Start of Block
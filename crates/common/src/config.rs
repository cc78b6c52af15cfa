//! Configuration management following 12-factor app principles
//!
//! All configuration is loaded from environment variables to ensure
//! clean separation between code and config.

use anyhow::Result;
use serde::{Deserialize, Serialize};
use std::env;

#[derive(Debug, Clone, Serialize, Deserialize)]
pub struct Config {
    /// Database connection URL (role records, orders, leads)
    pub database_url: String,

    /// Designated super-admin email (at most one)
    pub super_admin_email: Option<String>,
    /// Email patterns seeded with the admin role on first sign-in
    pub initial_admin_emails: Vec<String>,

    /// Public site URL, the only browser origin allowed to call the API
    pub app_base_url: String,

    /// Shared secret the hosted identity service signs ID tokens with
    pub jwt_secret: Option<String>,
    pub jwt_issuer: Option<String>,
    pub jwt_audience: Option<String>,

    /// Serve the in-memory identity provider instead of verifying tokens.
    /// Local development only.
    pub dev_identity_provider: bool,
    /// Password accounts for the in-memory provider
    pub dev_accounts: Vec<DevAccount>,

    /// Runtime configuration
    pub rust_log: String,
    pub port: u16,
}

impl Config {
    /// Load configuration from environment variables
    pub fn from_env() -> Result<Self> {
        dotenvy::dotenv().ok(); // Load .env file if it exists

        let config = Self {
            database_url: env::var("DATABASE_URL")
                .map_err(|_| anyhow::anyhow!("DATABASE_URL is required"))?,

            super_admin_email: env::var("SUPER_ADMIN_EMAIL")
                .ok()
                .map(|email| email.trim().to_lowercase())
                .filter(|email| !email.is_empty()),
            initial_admin_emails: parse_email_list(
                &env::var("INITIAL_ADMIN_EMAILS").unwrap_or_default(),
            ),

            app_base_url: env::var("APP_BASE_URL")
                .unwrap_or_else(|_| "http://localhost:3000".to_string()),

            jwt_secret: non_empty_var("JWT_SECRET"),
            jwt_issuer: non_empty_var("JWT_ISSUER"),
            jwt_audience: non_empty_var("JWT_AUDIENCE"),

            dev_identity_provider: env::var("DEV_IDENTITY_PROVIDER")
                .map(|value| matches!(value.trim(), "1" | "true" | "yes"))
                .unwrap_or(false),
            dev_accounts: parse_dev_accounts(&env::var("DEV_ACCOUNTS").unwrap_or_default())?,

            rust_log: env::var("RUST_LOG").unwrap_or_else(|_| "energram=debug".to_string()),
            port: env::var("PORT")
                .unwrap_or_else(|_| "3000".to_string())
                .parse()
                .unwrap_or(3000),
        };

        Ok(config)
    }
}

/// Login for the in-memory identity provider
#[derive(Clone, Serialize, Deserialize, PartialEq, Eq)]
pub struct DevAccount {
    pub email: String,
    pub password: String,
}

impl std::fmt::Debug for DevAccount {
    fn fmt(&self, f: &mut std::fmt::Formatter<'_>) -> std::fmt::Result {
        f.debug_struct("DevAccount")
            .field("email", &self.email)
            .field("password", &"<redacted>")
            .finish()
    }
}

fn non_empty_var(name: &str) -> Option<String> {
    env::var(name)
        .ok()
        .map(|value| value.trim().to_string())
        .filter(|value| !value.is_empty())
}

/// Parse `email:password` pairs separated by commas
pub fn parse_dev_accounts(raw: &str) -> Result<Vec<DevAccount>> {
    raw.split(',')
        .map(str::trim)
        .filter(|item| !item.is_empty())
        .map(|item| match item.split_once(':') {
            Some((email, password)) if !email.trim().is_empty() && !password.is_empty() => {
                Ok(DevAccount {
                    email: email.trim().to_lowercase(),
                    password: password.to_string(),
                })
            }
            _ => Err(anyhow::anyhow!(
                "DEV_ACCOUNTS entries must look like email:password"
            )),
        })
        .collect()
}

/// Split a comma-separated list of email patterns, dropping blanks
pub fn parse_email_list(raw: &str) -> Vec<String> {
    raw.split(',')
        .map(|item| item.trim().to_lowercase())
        .filter(|item| !item.is_empty())
        .collect()
}

#[cfg(test)]
mod tests {
    use super::*;
    use serial_test::serial;

    #[test]
    fn test_parse_email_list() {
        assert_eq!(
            parse_email_list(" Ops@Energram.com, ,*@energram.io,"),
            vec!["ops@energram.com".to_string(), "*@energram.io".to_string()]
        );
        assert!(parse_email_list("").is_empty());
    }

    #[test]
    fn test_parse_dev_accounts() {
        let accounts = parse_dev_accounts("Dev@Energram.com:pw:with:colons, ,ops@x.com:pw2").unwrap();
        assert_eq!(accounts.len(), 2);
        assert_eq!(accounts[0].email, "dev@energram.com");
        assert_eq!(accounts[0].password, "pw:with:colons");

        assert!(parse_dev_accounts("").unwrap().is_empty());
        assert!(parse_dev_accounts("no-password").is_err());
        assert!(parse_dev_accounts("dev@x.com:").is_err());
    }

    #[test]
    fn test_dev_account_debug_hides_password() {
        let account = DevAccount {
            email: "dev@x.com".to_string(),
            password: "hunter2".to_string(),
        };
        assert!(!format!("{:?}", account).contains("hunter2"));
    }

    #[test]
    #[serial]
    fn test_identity_provider_settings() {
        env::set_var("DATABASE_URL", "postgres://localhost/energram_test");
        env::set_var("JWT_SECRET", " signing-secret ");
        env::set_var("JWT_ISSUER", "");

        let config = Config::from_env().unwrap();
        assert_eq!(config.jwt_secret.as_deref(), Some("signing-secret"));
        assert!(config.jwt_issuer.is_none());
        assert!(!config.dev_identity_provider);

        env::set_var("DEV_IDENTITY_PROVIDER", "true");
        assert!(Config::from_env().unwrap().dev_identity_provider);

        env::remove_var("JWT_SECRET");
        env::remove_var("JWT_ISSUER");
        env::remove_var("DEV_IDENTITY_PROVIDER");
    }

    #[test]
    #[serial]
    fn test_config_from_env_reads_seed_policy() {
        env::set_var("DATABASE_URL", "postgres://localhost/energram_test");
        env::set_var("SUPER_ADMIN_EMAIL", " Owner@Energram.com ");
        env::set_var("INITIAL_ADMIN_EMAILS", "ops@energram.com,*@partners.energram.com");
        env::set_var("PORT", "not-a-port");

        let config = Config::from_env().unwrap();
        assert_eq!(config.super_admin_email.as_deref(), Some("owner@energram.com"));
        assert_eq!(config.initial_admin_emails.len(), 2);
        assert_eq!(config.port, 3000);

        env::remove_var("SUPER_ADMIN_EMAIL");
        env::remove_var("INITIAL_ADMIN_EMAILS");
        env::remove_var("PORT");
    }

    #[test]
    #[serial]
    fn test_config_blank_super_admin_is_none() {
        env::set_var("DATABASE_URL", "postgres://localhost/energram_test");
        env::set_var("SUPER_ADMIN_EMAIL", "   ");

        let config = Config::from_env().unwrap();
        assert!(config.super_admin_email.is_none());
        assert!(config.initial_admin_emails.is_empty());

        env::remove_var("SUPER_ADMIN_EMAIL");
    }
}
End of Block
The task -
The expected answer is a copy of each line in the listing above that contains "patterns".

Answer box -
    /// Email patterns seeded with the admin role on first sign-in
/// Split a comma-separated list of email patterns, dropping blanks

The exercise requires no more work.